I just got word that a friend of mine is going to lose her battle with Leukemia.
My first reaction to this news was unprintable. It was a variation of one of George Carlin’s seven words you can’t say on the air. My second reaction was the classic lament of “It’s not fair!”
But as I drove along in the van, digesting the news, I got to wondering about what exactly “fair” is. Are there different definitions of “fair?” Of course there are. We all know that what’s fair to you might not seem fair to me. But is there an objective definition of “fair” that we’d all have to grudgingly accept, no matter how little we like it?
If we define “fair” as things always going the way we want them, never having bad things happen to people we love, and only ever having bad things happen to evil people, then life is pretty unfair most of the time. But suppose we look at “fair” differently? I’m a math person. Suppose we look at it as being a relatively even random distribution?
According to the figures I was able to get from Wikipedia, which may be wrong, in the year 2000, 256,000 people around the world developed some form of Leukemia. With a world population of 6 billion, that works out to 1 in every 24,000 people or 0.004%.
If this is the case, then if 0.004% of people are diagnosed with Leukemia, wouldn’t a “fair” distribution be 0.004% of nice people, 0.004% of evil people, 0.004% of children, 0.004% of people I know, etc?
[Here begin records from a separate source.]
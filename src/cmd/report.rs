use clap::Args;
use k2agg::config::Settings;
use k2agg::core::{included_names, money, top_countries, AggregationSnapshot};
use k2agg_derive::CsvSchema;
use serde::Serialize;
use std::io;
use tabled::{
    settings::{object::Rows, Alignment, Modify, Style},
    Table, Tabled,
};

#[derive(Args, Debug)]
pub struct ReportCommand {
    /// Output as CSV instead of formatted table
    #[arg(long, conflicts_with = "json")]
    csv: bool,

    /// Output the snapshot as JSON
    #[arg(long)]
    json: bool,

    /// Also rank countries by total across all lines
    #[arg(long, value_name = "N", num_args = 0..=1, default_missing_value = "10")]
    top: Option<usize>,
}

/// One column of the exported CSV
#[derive(Debug, Clone, Copy)]
pub struct CsvField {
    pub name: &'static str,
    pub required: bool,
    pub description: &'static str,
}

/// One (line, country) total of a snapshot
#[derive(Debug, Clone, PartialEq, Tabled, Serialize, CsvSchema)]
pub struct ReportRow {
    /// Schedule K-2 Part II line number
    #[tabled(rename = "Line")]
    pub line_number: u32,

    /// Line description
    #[tabled(rename = "Description")]
    pub description: String,

    /// Country name as entered
    #[tabled(rename = "Country")]
    pub country: String,

    /// Columns (b) through (f) summed across submitted entities, 4 decimal places
    #[tabled(rename = "Foreign Total")]
    #[serde(rename = "foreign_source_total")]
    pub foreign_total: String,
}

#[derive(Debug, Tabled)]
struct TopRow {
    #[tabled(rename = "#")]
    rank: usize,
    #[tabled(rename = "Country")]
    country: String,
    #[tabled(rename = "Total")]
    total: String,
}

pub fn report_rows(snapshot: &AggregationSnapshot) -> Vec<ReportRow> {
    snapshot
        .results
        .iter()
        .flat_map(|result| {
            result.country_totals.iter().map(move |ct| ReportRow {
                line_number: result.line_number,
                description: result.line_description.clone(),
                country: ct.country.clone(),
                foreign_total: money::format_amount(ct.foreign_total),
            })
        })
        .collect()
}

impl ReportCommand {
    pub fn exec(&self, settings: &Settings) -> anyhow::Result<()> {
        let session = settings.open_session();
        let state = session.state();
        let Some(snapshot) = state.aggregation().current() else {
            anyhow::bail!("No aggregation yet. Run `k2agg aggregate` first.");
        };

        if self.json {
            println!("{}", serde_json::to_string_pretty(snapshot)?);
            return Ok(());
        }

        let rows = report_rows(snapshot);
        if self.csv {
            let mut wtr = csv::Writer::from_writer(io::stdout());
            for row in &rows {
                wtr.serialize(row)?;
            }
            wtr.flush()?;
            return Ok(());
        }

        println!("SCHEDULE K-2 PART II AGGREGATION (tax year {})", snapshot.tax_year);
        println!(
            "Generated {}  [{}]",
            snapshot.generated_at.format("%Y-%m-%d %H:%M:%S UTC"),
            if snapshot.is_valid { "current" } else { "STALE" }
        );
        let names = included_names(snapshot, state.entities().entities());
        if names.is_empty() {
            println!("Entities: none submitted");
        } else {
            println!("Entities: {}", names.join(", "));
        }
        println!();

        if rows.is_empty() {
            println!("No foreign-source data.");
        } else {
            let table = Table::new(rows.clone())
                .with(Style::rounded())
                .with(Modify::new(Rows::new(1..)).with(Alignment::right()))
                .to_string();
            println!("{}", table);
        }
        println!(
            "Total foreign source: {}  ({} countries on {} lines)",
            money::format_amount(snapshot.grand_total()?),
            snapshot.country_count(),
            snapshot.results.len()
        );
        println!("Digest: {}", snapshot.content_digest());

        if let Some(limit) = self.top {
            let top: Vec<TopRow> = top_countries(snapshot, limit)?
                .into_iter()
                .enumerate()
                .map(|(i, c)| TopRow {
                    rank: i + 1,
                    country: c.country,
                    total: money::format_amount(c.total),
                })
                .collect();
            println!();
            println!("Top countries");
            println!(
                "{}",
                Table::new(top)
                    .with(Style::rounded())
                    .with(Modify::new(Rows::new(1..)).with(Alignment::right()))
            );
        }

        if !snapshot.is_valid {
            println!();
            println!("Entity data changed since this snapshot; run `k2agg aggregate` to refresh.");
        }
        Ok(())
    }
}

#[cfg(test)]
mod tests {
    use super::*;
    use k2agg::core::{AppState, ColumnKey, EntityStatus};

    #[test]
    fn rows_follow_snapshot_order() {
        let mut state = AppState::new();
        let id = state.create_entity("Acme", "1").unwrap();
        state.set_entity_status(id, EntityStatus::Submitted);
        for (line, country, amount) in [(2, "Spain", "7"), (1, "Peru", "3"), (1, "Chile", "1.5")] {
            let entry = state.add_country(id, line, country).unwrap();
            state.edit_column(id, line, entry, ColumnKey::B, amount).unwrap();
        }
        let snapshot = state.generate_report().unwrap().clone();

        let rows = report_rows(&snapshot);
        let keys: Vec<_> = rows
            .iter()
            .map(|r| (r.line_number, r.country.as_str(), r.foreign_total.as_str()))
            .collect();
        assert_eq!(
            keys,
            [(1, "Chile", "1.5000"), (1, "Peru", "3.0000"), (2, "Spain", "7.0000")]
        );
        assert_eq!(rows[0].description, "Sales");
    }

    #[test]
    fn csv_header_uses_serde_names() {
        assert_eq!(
            ReportRow::csv_header(),
            ["line_number", "description", "country", "foreign_source_total"]
        );
        assert!(ReportRow::csv_schema().iter().all(|f| f.required));
    }
}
Isn’t the very definition of “fair” the fact that it doesn’t seem to just land on one group of people, but that it inflicts its pain pretty evenly throughout the entire population with no partiality?
Looked at that way, while it may not be the way I'd like things to be, it may be perfectly "fair" that people I know and are really nice people get this as well as people who I believe the world could well do without.
That is, of course, if that’s how you define fair; and I may just be rationalizing.
A friend of mine is going to lose her battle with Leukemia. It may be statistically fair, but I don’t like it one zbgure-shpxvat bit.